Она уже предчувствовала, что день будет неудачным. У нее начала болеть голова, и эта боль усугублялась от движения глаз и челюстей. Непонятно пока, обычная ли эта боль или она усилится и завладеет ею, подчинив себе, поглотив ее ослабевшую волю. Боль способна проникать в тело, подобно злому духу, и внешней оболочке придется лишь отстраненно и беспомощно наблюдать за творящимся внутри безобразием. С недавнего времени у нее появилась стрессовая предрасположенность – такое определение, как ей помнилось, выдали доктора – к трехдневным приступам, во время которых этот мир заполнялся стрелами и осколками света, ярчайшего и ослепительного света, и ей не верилось, что никто больше не видит этого. Совершенно обычные предметы начинали полыхать и сверкать: кофеварка, абажур лампы в виде дамской шляпки, оконный шпингалет, сандалии, камера детской видеоняни. Все вокруг ослепляло невыносимой яркостью: силуэты цветов на каминной полке, ободок тарелки. Головы попадавших в поле ее зрения людей окружали нестерпимо пылающие венцы или нимбы, как у пророков или дьяволов.
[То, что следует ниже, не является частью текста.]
use bizflow_core::{AgentId, BizflowError, BizflowResult};
use parking_lot::Mutex;
use serde::{Deserialize, Serialize};
use std::collections::{BTreeMap, HashMap, HashSet};
use std::sync::Arc;
use std::time::Duration;
use tracing::info;
use uuid::Uuid;

/// Counters for one agent.
#[derive(Debug, Clone, Default, PartialEq, Eq, Serialize, Deserialize)]
pub struct AgentMetrics {
    pub invocations: u64,
    pub failures: u64,
    pub timeouts: u64,
    pub duration_ms: u64,
}

/// How an invocation ended, for the counters.
#[derive(Debug, Clone, Copy, PartialEq, Eq)]
pub enum InvocationOutcome {
    Success,
    Failure,
    Timeout,
}

/// Point-in-time copy of the monitor.
#[derive(Debug, Clone, Serialize, Deserialize)]
pub struct MonitorSnapshot {
    pub agents: BTreeMap<AgentId, AgentMetrics>,
    pub active_workflows: usize,
    pub active_by_user: BTreeMap<String, usize>,
    pub completed: u64,
    pub failed: u64,
    pub cancelled: u64,
}

#[derive(Default)]
struct Counters {
    agents: BTreeMap<AgentId, AgentMetrics>,
    completed: u64,
    failed: u64,
    cancelled: u64,
}

/// Tracks per-agent metrics and enforces the per-user workflow cap.
pub struct WorkflowMonitor {
    active: Mutex<HashMap<String, HashSet<Uuid>>>,
    counters: Mutex<Counters>,
    max_active_per_user: usize,
}

/// A held slot in the per-user cap. Released on drop.
pub struct ActiveSlot {
    monitor: Arc<WorkflowMonitor>,
    user_id: String,
    workflow_id: Uuid,
}

impl Drop for ActiveSlot {
    fn drop(&mut self) {
        let mut active = self.monitor.active.lock();
        if let Some(ids) = active.get_mut(&self.user_id) {
            ids.remove(&self.workflow_id);
            if ids.is_empty() {
                active.remove(&self.user_id);
            }
        }
    }
}

impl WorkflowMonitor {
    pub fn new(max_active_per_user: usize) -> Self {
        Self {
            active: Mutex::new(HashMap::new()),
            counters: Mutex::new(Counters::default()),
            max_active_per_user,
        }
    }

    /// Reserve a slot for a new workflow, or refuse if the user is at the cap.
    pub fn try_admit(
        self: &Arc<Self>,
        user_id: &str,
        workflow_id: Uuid,
    ) -> BizflowResult<ActiveSlot> {
        let mut active = self.active.lock();
        let ids = active.entry(user_id.to_string()).or_default();
        if ids.len() >= self.max_active_per_user {
            info!(user_id, limit = self.max_active_per_user, "Workflow refused: at capacity");
            return Err(BizflowError::CapacityExceeded {
                user_id: user_id.to_string(),
                limit: self.max_active_per_user,
            });
        }
        ids.insert(workflow_id);
        Ok(ActiveSlot {
            monitor: self.clone(),
            user_id: user_id.to_string(),
            workflow_id,
        })
    }

    pub fn active_count(&self, user_id: &str) -> usize {
        self.active.lock().get(user_id).map_or(0, HashSet::len)
    }

    /// Record one agent invocation.
    pub fn record_invocation(&self, agent: AgentId, elapsed: Duration, outcome: InvocationOutcome) {
        let mut counters = self.counters.lock();
        let metrics = counters.agents.entry(agent).or_default();
        metrics.invocations += 1;
        metrics.duration_ms += elapsed.as_millis() as u64;
        match outcome {
            InvocationOutcome::Success => {}
            InvocationOutcome::Failure => metrics.failures += 1,
            InvocationOutcome::Timeout => metrics.timeouts += 1,
        }
    }

    /// Count a workflow that reached a terminal status.
    pub fn record_finished(&self, status: crate::types::WorkflowStatus) {
        use crate::types::WorkflowStatus;
        let mut counters = self.counters.lock();
        match status {
            WorkflowStatus::Completed => counters.completed += 1,
            WorkflowStatus::Failed => counters.failed += 1,
            WorkflowStatus::Cancelled => counters.cancelled += 1,
            _ => {}
        }
    }

    pub fn agent_metrics(&self, agent: AgentId) -> AgentMetrics {
        self.counters
            .lock()
            .agents
            .get(&agent)
            .cloned()
            .unwrap_or_default()
    }

    pub fn snapshot(&self) -> MonitorSnapshot {
        let active = self.active.lock();
        let counters = self.counters.lock();
        MonitorSnapshot {
            agents: counters.agents.clone(),
            active_workflows: active.values().map(HashSet::len).sum(),
            active_by_user: active
                .iter()
                .map(|(user, ids)| (user.clone(), ids.len()))
                .collect(),
            completed: counters.completed,
            failed: counters.failed,
            cancelled: counters.cancelled,
        }
    }

    /// The snapshot as JSON, for the health endpoint.
    pub fn to_json(&self) -> serde_json::Value {
        serde_json::to_value(self.snapshot()).unwrap_or_default()
    }
}
use bizflow_core::{Agent, AgentId};
use std::collections::HashMap;
use std::sync::Arc;

/// The agents available for execution, keyed by id.
#[derive(Default, Clone)]
pub struct AgentRegistry {
    agents: HashMap<AgentId, Arc<dyn Agent>>,
}

impl AgentRegistry {
    pub fn new() -> Self {
        Self::default()
    }

    /// Register an agent under its own id, replacing any previous one.
    pub fn register(&mut self, agent: Arc<dyn Agent>) {
        self.agents.insert(agent.id(), agent);
    }

    pub fn with(mut self, agent: Arc<dyn Agent>) -> Self {
        self.register(agent);
        self
    }

    pub fn get(&self, id: AgentId) -> Option<Arc<dyn Agent>> {
        self.agents.get(&id).cloned()
    }

    /// Registered ids in canonical order.
    pub fn ids(&self) -> Vec<AgentId> {
        AgentId::ALL
            .into_iter()
            .filter(|id| self.agents.contains_key(id))
            .collect()
    }

    /// Agents of `sequence` without a registration.
    pub fn missing(&self, sequence: &[AgentId]) -> Vec<AgentId> {
        sequence
            .iter()
            .copied()
            .filter(|id| !self.agents.contains_key(id))
            .collect()
    }
}

#[cfg(test)]
mod tests {
    use super::*;
    use async_trait::async_trait;
    use bizflow_core::{AgentInput, AgentOutput, BizflowResult};

    struct Echo(AgentId);

    #[async_trait]
    impl Agent for Echo {
        fn id(&self) -> AgentId {
            self.0
        }

        async fn invoke(&self, input: AgentInput<'_>) -> BizflowResult<AgentOutput> {
            Ok(AgentOutput::new(input.task_description))
        }
    }

    #[test]
    fn test_register_and_lookup() {
        let registry = AgentRegistry::new()
            .with(Arc::new(Echo(AgentId::Analysis)))
            .with(Arc::new(Echo(AgentId::Coordinator)));
        assert_eq!(registry.ids(), vec![AgentId::Coordinator, AgentId::Analysis]);
        assert!(registry.get(AgentId::Crm).is_none());
        assert_eq!(
            registry.missing(&[AgentId::Coordinator, AgentId::Crm]),
            vec![AgentId::Crm]
        );
    }
}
Внезапно Клодетт почувствовала непроизвольное движение собственной ноги. Конвульсивное, с перерывами, покачивание ступни: вверх-вниз, вверх-вниз, подобно режиму стоп-кадра в видеомагнитофоне. Она посмотрела на ногу, отстраненно, словно на чужую конечность. Что происходит? Как можно так превосходно сосредоточиться на чем-то столь…
– Смотрите вверх, пожалуйста, – сказала юная гримерша.
Клодетт устремила взгляд в потолок, где над их головами крутились лопасти вентилятора. Влажный воздух вокруг них пропитался запахами дезодоранта, жидкости для отпугивания насекомых, лаков для волос, жидкой спиртовой туши, химических кондиционеров для тканей и дымком марихуаны – местным, как догадалась Клодетт.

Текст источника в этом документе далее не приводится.